You can get a good overview of the differences between IPv4 and IPv6, policies regarding IP address assignments, and the registration process of obtaining IP addresses by browsing to http://www.arin.net/library/index.html. Read the Linux IPv6 HOWTO by browsing to http://tldp.org/HOWTO/Linux+IPv6-HOWTO/.

Fedora supports the use of IPv6 and includes a number of networking tools conforming to IPv6 addressing. Support for IPv6 can be configured by using settings and options in the file named network under the /etc/sysconfig directory, along with changes to related network configuration files, such as /etc/hosts. Many IPv6-based tools, such as ipcalc6, ping6, and traceroute6, are available for Fedora. See various files under the /usr/share/doc/initscripts directory for more information specific to setting up IPv6 addressing with Linux and Fedora.
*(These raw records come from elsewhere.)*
mod common;

use common::{HookedEngine, active_container, empty_container, secret};
use keyseal::{IdentityContainer, KeysealError};

#[test]
fn new_container_is_empty() {
    let container = empty_container();

    assert!(!container.is_active());
    assert!(!container.check_integrity());
    assert_eq!(container.nickname(), None);
    assert_eq!(container.email(), None);
    assert_eq!(container.fingerprint(), None);
    assert_eq!(container.public_key_armored(), None);
    assert!(container.summary().is_none());
}

#[test]
fn originate_populates_every_field() {
    let container = active_container("John Smith", "john.smith@gmail.com", "1q2w3e4r5t6y7u8i9o0p");

    assert!(container.check_integrity());
    assert_eq!(container.nickname(), Some("John Smith"));
    assert_eq!(container.email(), Some("john.smith@gmail.com"));

    let fingerprint = container.fingerprint().unwrap();
    assert_eq!(fingerprint.len(), 40);
    assert_eq!(fingerprint, fingerprint.to_uppercase());

    let public_key = container.public_key_armored().unwrap();
    assert!(public_key.starts_with("-----BEGIN KEYSEAL PUBLIC KEY-----"));
}

#[test]
fn two_originations_produce_distinct_fingerprints() {
    let a = active_container("Alice", "alice@example.com", "pw");
    let b = active_container("Alice", "alice@example.com", "pw");
    assert_ne!(a.fingerprint(), b.fingerprint());
}

#[test]
fn erase_clears_everything_and_is_idempotent() {
    let mut container = active_container("Alice", "alice@example.com", "pw");

    container.erase();
    assert!(!container.check_integrity());
    assert!(!container.is_active());
    assert_eq!(container.nickname(), None);
    assert_eq!(container.public_key_armored(), None);

    container.erase();
    assert!(!container.check_integrity());
}

#[test]
fn originate_with_empty_passphrase_keeps_empty_state() {
    let mut container = empty_container();

    let err = container
        .originate("Alice", "alice@example.com", &secret(""))
        .unwrap_err();
    assert!(matches!(err, KeysealError::EmptyPassphrase));
    assert!(!container.is_active());
}

#[test]
fn failed_originate_keeps_previous_identity() {
    let mut container = active_container("Alice", "alice@example.com", "pw");
    let before = container.summary().unwrap();

    let err = container
        .originate("", "bob@example.com", &secret("pw2"))
        .unwrap_err();
    assert!(matches!(err, KeysealError::KeyGenerationFailed { .. }));

    let err = container.originate("Bob", "bob@example.com", &secret("")).unwrap_err();
    assert!(matches!(err, KeysealError::EmptyPassphrase));

    assert!(container.check_integrity());
    assert_eq!(container.summary().unwrap(), before);
}

#[test]
fn originate_again_replaces_identity() {
    let mut container = active_container("Alice", "alice@example.com", "pw");
    let first = container.fingerprint().unwrap().to_string();

    container
        .originate("Bob", "bob@example.com", &secret("other"))
        .unwrap();

    assert!(container.check_integrity());
    assert_eq!(container.nickname(), Some("Bob"));
    assert_ne!(container.fingerprint(), Some(first.as_str()));
}

#[test]
fn user_id_is_embedded_verbatim() {
    let container = active_container("Zoë O'Brien <ops>", "zoe+keys@example.org", "pw");
    assert_eq!(container.nickname(), Some("Zoë O'Brien <ops>"));
    assert_eq!(container.email(), Some("zoe+keys@example.org"));
}

#[test]
fn summary_matches_queries() {
    let container = active_container("Alice", "alice@example.com", "pw");
    let summary = container.summary().unwrap();

    assert_eq!(summary.nickname, "Alice");
    assert_eq!(summary.email, "alice@example.com");
    assert_eq!(Some(summary.fingerprint.as_str()), container.fingerprint());
    assert_eq!(Some(summary.public_key.as_str()), container.public_key_armored());
    assert!(summary.to_string().starts_with("Alice <alice@example.com> ["));
}

#[test]
fn debug_output_never_contains_secrets() {
    let container = active_container("Alice", "alice@example.com", "hunter2-very-secret");
    let debug = format!("{container:?}");

    assert!(debug.contains("IdentityContainer"));
    assert!(!debug.contains("hunter2-very-secret"));
    assert!(!debug.contains("PRIVATE KEY"));
}

#[test]
fn unusable_generated_pair_is_a_key_generation_failure() {
    let mut container = IdentityContainer::new(HookedEngine::mismatched());

    let err = container
        .originate("Alice", "alice@example.com", &secret("pw"))
        .unwrap_err();
    assert!(matches!(
        err,
        KeysealError::KeyGenerationFailed { ref reason } if reason.contains("does not belong")
    ));
    assert!(!container.is_active());
}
Migration to IPv6 is slow in coming, however, because the majority of computer operating systems, software, hardware, firmware, and users are still in the IPv4 mindset. Supporting IPv6 will require rewrites to many networking utilities, portions of operating systems currently in use, and firmware in routing and firewall hardware.

Using IP Masquerading in Fedora

Three blocks of IP addresses are reserved for use on internal networks and hosts not directly connected to the Internet. The address ranges are from 10.0,0,0 to 10.255.255.255, or 1 Class A network; from 172.16.0.0 to 172.31.255.255, or 16 Class B networks; and from 192.168.0.0 to 192.168.255.255, or 256 Class C networks. Use these IP addresses when building a LAN for your business or home. Which class you choose can depend on the number of hosts on your network.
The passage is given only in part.